▸ **Work required**
Repeat each record below exactly as given.

▸ **Materials provided**
▼▼▼

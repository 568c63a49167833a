//! Populates the derived `reading` and `sort` fields of catalog entities.

use yomi_text::kana::{enlarge_small_katakana, hiragana_to_katakana};
use yomi_text::{classify, normalize, strip_reading_punctuation, ReadingAnalyzer, ScriptKind};

use crate::sortable::{non_blank, Analyzable, Sortable};

/// Index bucket for names that start with a digit or symbol.
pub const NON_LETTER_INDEX: char = '#';

/// Derived fields for one name/sort pair.
#[derive(Debug, Clone, Default, PartialEq, Eq)]
pub struct SortFields {
    pub reading: Option<String>,
    pub sort: Option<String>,
}

#[derive(Debug, Clone, Default)]
pub struct SortFieldResolver {
    analyzer: ReadingAnalyzer,
}

impl SortFieldResolver {
    pub fn new(analyzer: ReadingAnalyzer) -> Self {
        Self { analyzer }
    }

    pub fn analyzer(&self) -> &ReadingAnalyzer {
        &self.analyzer
    }

    /// Reading of `s` with decorative punctuation removed.
    ///
    /// When stripping would leave nothing (a name made only of `♪`, say) the
    /// unstripped reading is kept so an analyzed name never loses its reading.
    pub fn reading_for(&self, s: &str) -> String {
        let reading = self.analyzer.create_reading(&normalize(s));
        let stripped = strip_reading_punctuation(&reading);
        if stripped.is_empty() {
            reading
        } else {
            stripped
        }
    }

    /// Derive `reading` and `sort` from a raw name and an optional override.
    ///
    /// An override wins outright and is stored normalized. Without one, only
    /// the reading is derived and `sort` stays `None`.
    pub fn resolve(&self, name: Option<&str>, user_sort: Option<&str>) -> SortFields {
        if let Some(sort) = non_blank(user_sort) {
            let sort = normalize(sort);
            return SortFields {
                reading: Some(self.reading_for(&sort)),
                sort: Some(sort),
            };
        }

        match non_blank(name) {
            Some(name) => SortFields {
                reading: Some(self.reading_for(name)),
                sort: None,
            },
            None => SortFields::default(),
        }
    }

    /// Fill `entity`'s reading and sort fields in place.
    ///
    /// Running it again on an analyzed entity changes nothing.
    pub fn analyze<T: Analyzable + ?Sized>(&self, entity: &mut T) {
        let fields = self.resolve(entity.name(), entity.sort());
        tracing::trace!(
            kind = ?entity.kind(),
            reading = ?fields.reading,
            sort = ?fields.sort,
            "Analyzed sort fields"
        );
        entity.set_reading(fields.reading);
        entity.set_sort(fields.sort);
    }

    pub fn analyze_all<T: Analyzable>(&self, entities: &mut [T]) {
        for entity in entities.iter_mut() {
            self.analyze(entity);
        }
        tracing::debug!(count = entities.len(), "Analyzed entities");
    }

    /// Index bucket for an analyzed entity.
    pub fn index_letter<T: Sortable + ?Sized>(entity: &T) -> Option<char> {
        create_indexable_name(entity).and_then(|name| index_letter(&name))
    }
}

/// Name used to group `entity` in alphabetical index listings.
///
/// Returns the reading, unless most of the reading's letters are not
/// alphabetic (digits, symbols, unread ideographs), in which case the
/// file-system name or the display name is used instead. Whitespace does not
/// vote. Reads only fields that [`SortFieldResolver::analyze`] has settled,
/// so repeated calls agree.
pub fn create_indexable_name<T: Sortable + ?Sized>(entity: &T) -> Option<String> {
    let reading = match non_blank(entity.reading()) {
        Some(reading) => reading.to_string(),
        None => normalize(non_blank(entity.name())?),
    };

    if !is_mostly_non_alphabetic(&reading) {
        return Some(reading);
    }

    let literal = non_blank(entity.path_name())
        .or_else(|| non_blank(entity.name()))
        .map(normalize);
    Some(literal.unwrap_or(reading))
}

fn is_mostly_non_alphabetic(s: &str) -> bool {
    let (alphabetic, other) = s
        .chars()
        .filter(|c| !c.is_whitespace())
        .fold((0usize, 0usize), |(alpha, other), c| match classify(c) {
            ScriptKind::Latin
            | ScriptKind::FullWidth
            | ScriptKind::Greek
            | ScriptKind::Hiragana
            | ScriptKind::Katakana
            | ScriptKind::HalfWidthKana => (alpha + 1, other),
            _ => (alpha, other + 1),
        });
    other > alphabetic
}

/// Bucket character for an indexable name.
///
/// Latin letters fold to their unaccented upper case, kana to plain
/// full-size katakana. Digits and symbols share [`NON_LETTER_INDEX`].
/// Ideographs index under themselves.
pub fn index_letter(indexable: &str) -> Option<char> {
    let normalized = normalize(indexable);
    let first = normalized.chars().find(|c| !c.is_whitespace())?;

    let letter = match classify(first) {
        ScriptKind::Latin | ScriptKind::Greek => {
            let base = base_char(first);
            base.to_uppercase().next().unwrap_or(base)
        }
        ScriptKind::Hiragana | ScriptKind::Katakana => {
            let kana = base_char(hiragana_to_katakana(first));
            enlarge_small_katakana(kana).unwrap_or(kana)
        }
        ScriptKind::Ideograph => first,
        _ => NON_LETTER_INDEX,
    };
    Some(letter)
}

/// First character of the canonical decomposition (`É` → `E`, `ガ` → `カ`).
fn base_char(c: char) -> char {
    let mut base = c;
    let mut first = true;
    unicode_normalization::char::decompose_canonical(c, |d| {
        if first {
            base = d;
            first = false;
        }
    });
    base
}
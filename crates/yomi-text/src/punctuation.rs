//! Decorative punctuation removal for readings.
//!
//! Only ever applied to a reading. Display names and sort strings keep their
//! punctuation.

use crate::script::classify;

/// Symbols that never carry meaning in a reading.
const DECORATIVE: &[char] = &['♂', '♀', '・', '☆', '★', '♪'];

/// Strip decorative symbols and kana word separators from a reading.
///
/// Whitespace survives unless both of its nearest non-space neighbours are
/// Japanese (kana or ideograph), so `シンディ ローパー` joins into one word
/// while `Disc 3` keeps its space. Brackets, hyphens, apostrophes and the
/// wave dash are preserved.
pub fn strip_reading_punctuation(reading: &str) -> String {
    let kept: Vec<char> = reading
        .chars()
        .filter(|c| !DECORATIVE.contains(c))
        .collect();

    let mut result = String::with_capacity(reading.len());
    let mut before: Option<char> = None;
    let mut i = 0;

    while i < kept.len() {
        let c = kept[i];
        if !c.is_whitespace() {
            result.push(c);
            before = Some(c);
            i += 1;
            continue;
        }

        // A whole whitespace run shares the same neighbours.
        let end = kept[i..]
            .iter()
            .position(|c| !c.is_whitespace())
            .map_or(kept.len(), |offset| i + offset);
        if !is_kana_separator(before, kept.get(end).copied()) {
            result.extend(&kept[i..end]);
        }
        i = end;
    }

    result.trim().to_string()
}

fn is_kana_separator(before: Option<char>, after: Option<char>) -> bool {
    match (before, after) {
        (Some(b), Some(a)) => classify(b).is_japanese() && classify(a).is_japanese(),
        _ => false,
    }
}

▲▲▲

▸ **Written response**
repository 568c63a49167833a
//! Populates the derived `reading` and `sort` fields of catalog entities.

use yomi_text::kana::{enlarge_small_katakana, hiragana_to_katakana};
use yomi_text::{classify, normalize, strip_reading_punctuation, ReadingAnalyzer, ScriptKind};

use crate::sortable::{non_blank, Analyzable, Sortable};

/// Index bucket for names that start with a digit or symbol.
pub const NON_LETTER_INDEX: char = '#';

/// Derived fields for one name/sort pair.
#[derive(Debug, Clone, Default, PartialEq, Eq)]
pub struct SortFields {
    pub reading: Option<String>,
    pub sort: Option<String>,
}

#[derive(Debug, Clone, Default)]
pub struct SortFieldResolver {
    analyzer: ReadingAnalyzer,
}

impl SortFieldResolver {
    pub fn new(analyzer: ReadingAnalyzer) -> Self {
        Self { analyzer }
    }

    pub fn analyzer(&self) -> &ReadingAnalyzer {
        &self.analyzer
    }

    /// Reading of `s` with decorative punctuation removed.
    ///
    /// When stripping would leave nothing (a name made only of `♪`, say) the
    /// unstripped reading is kept so an analyzed name never loses its reading.
    pub fn reading_for(&self, s: &str) -> String {
        let reading = self.analyzer.create_reading(&normalize(s));
        let stripped = strip_reading_punctuation(&reading);
        if stripped.is_empty() {
            reading
        } else {
            stripped
        }
    }

    /// Derive `reading` and `sort` from a raw name and an optional override.
    ///
    /// An override wins outright and is stored normalized. Without one, only
    /// the reading is derived and `sort` stays `None`.
    pub fn resolve(&self, name: Option<&str>, user_sort: Option<&str>) -> SortFields {
        if let Some(sort) = non_blank(user_sort) {
            let sort = normalize(sort);
            return SortFields {
                reading: Some(self.reading_for(&sort)),
                sort: Some(sort),
            };
        }

        match non_blank(name) {
            Some(name) => SortFields {
                reading: Some(self.reading_for(name)),
                sort: None,
            },
            None => SortFields::default(),
        }
    }

    /// Fill `entity`'s reading and sort fields in place.
    ///
    /// Running it again on an analyzed entity changes nothing.
    pub fn analyze<T: Analyzable + ?Sized>(&self, entity: &mut T) {
        let fields = self.resolve(entity.name(), entity.sort());
        tracing::trace!(
            kind = ?entity.kind(),
            reading = ?fields.reading,
            sort = ?fields.sort,
            "Analyzed sort fields"
        );
        entity.set_reading(fields.reading);
        entity.set_sort(fields.sort);
    }

    pub fn analyze_all<T: Analyzable>(&self, entities: &mut [T]) {
        for entity in entities.iter_mut() {
            self.analyze(entity);
        }
        tracing::debug!(count = entities.len(), "Analyzed entities");
    }

    /// Index bucket for an analyzed entity.
    pub fn index_letter<T: Sortable + ?Sized>(entity: &T) -> Option<char> {
        create_indexable_name(entity).and_then(|name| index_letter(&name))
    }
}

/// Name used to group `entity` in alphabetical index listings.
///
/// Returns the reading, unless most of the reading's letters are not
/// alphabetic (digits, symbols, unread ideographs), in which case the
/// file-system name or the display name is used instead. Whitespace does not
/// vote. Reads only fields that [`SortFieldResolver::analyze`] has settled,
/// so repeated calls agree.
pub fn create_indexable_name<T: Sortable + ?Sized>(entity: &T) -> Option<String> {
    let reading = match non_blank(entity.reading()) {
        Some(reading) => reading.to_string(),
        None => normalize(non_blank(entity.name())?),
    };

    if !is_mostly_non_alphabetic(&reading) {
        return Some(reading);
    }

    let literal = non_blank(entity.path_name())
        .or_else(|| non_blank(entity.name()))
        .map(normalize);
    Some(literal.unwrap_or(reading))
}

fn is_mostly_non_alphabetic(s: &str) -> bool {
    let (alphabetic, other) = s
        .chars()
        .filter(|c| !c.is_whitespace())
        .fold((0usize, 0usize), |(alpha, other), c| match classify(c) {
            ScriptKind::Latin
            | ScriptKind::FullWidth
            | ScriptKind::Greek
            | ScriptKind::Hiragana
            | ScriptKind::Katakana
            | ScriptKind::HalfWidthKana => (alpha + 1, other),
            _ => (alpha, other + 1),
        });
    other > alphabetic
}

/// Bucket character for an indexable name.
///
/// Latin letters fold to their unaccented upper case, kana to plain
/// full-size katakana. Digits and symbols share [`NON_LETTER_INDEX`].
/// Ideographs index under themselves.
pub fn index_letter(indexable: &str) -> Option<char> {
    let normalized = normalize(indexable);
    let first = normalized.chars().find(|c| !c.is_whitespace())?;

    let letter = match classify(first) {
        ScriptKind::Latin | ScriptKind::Greek => {
            let base = base_char(first);
            base.to_uppercase().next().unwrap_or(base)
        }
        ScriptKind::Hiragana | ScriptKind::Katakana => {
            let kana = base_char(hiragana_to_katakana(first));
            enlarge_small_katakana(kana).unwrap_or(kana)
        }
        ScriptKind::Ideograph => first,
        _ => NON_LETTER_INDEX,
    };
    Some(letter)
}

/// First character of the canonical decomposition (`É` → `E`, `ガ` → `カ`).
fn base_char(c: char) -> char {
    let mut base = c;
    let mut first = true;
    unicode_normalization::char::decompose_canonical(c, |d| {
        if first {
            base = d;
            first = false;
        }
    });
    base
}
filename crates/yomi-text/src/punctuation.rs
//! Decorative punctuation removal for readings.
//!
//! Only ever applied to a reading. Display names and sort strings keep their
//! punctuation.

use crate::script::classify;

/// Symbols that never carry meaning in a reading.
const DECORATIVE: &[char] = &['♂', '♀', '・', '☆', '★', '♪'];

/// Strip decorative symbols and kana word separators from a reading.
///
/// Whitespace survives unless both of its nearest non-space neighbours are
/// Japanese (kana or ideograph), so `シンディ ローパー` joins into one word
/// while `Disc 3` keeps its space. Brackets, hyphens, apostrophes and the
/// wave dash are preserved.
pub fn strip_reading_punctuation(reading: &str) -> String {
    let kept: Vec<char> = reading
        .chars()
        .filter(|c| !DECORATIVE.contains(c))
        .collect();

    let mut result = String::with_capacity(reading.len());
    let mut before: Option<char> = None;
    let mut i = 0;

    while i < kept.len() {
        let c = kept[i];
        if !c.is_whitespace() {
            result.push(c);
            before = Some(c);
            i += 1;
            continue;
        }

        // A whole whitespace run shares the same neighbours.
        let end = kept[i..]
            .iter()
            .position(|c| !c.is_whitespace())
            .map_or(kept.len(), |offset| i + offset);
        if !is_kana_separator(before, kept.get(end).copied()) {
            result.extend(&kept[i..end]);
        }
        i = end;
    }

    result.trim().to_string()
}

fn is_kana_separator(before: Option<char>, after: Option<char>) -> bool {
    match (before, after) {
        (Some(b), Some(a)) => classify(b).is_japanese() && classify(a).is_japanese(),
        _ => false,
    }
}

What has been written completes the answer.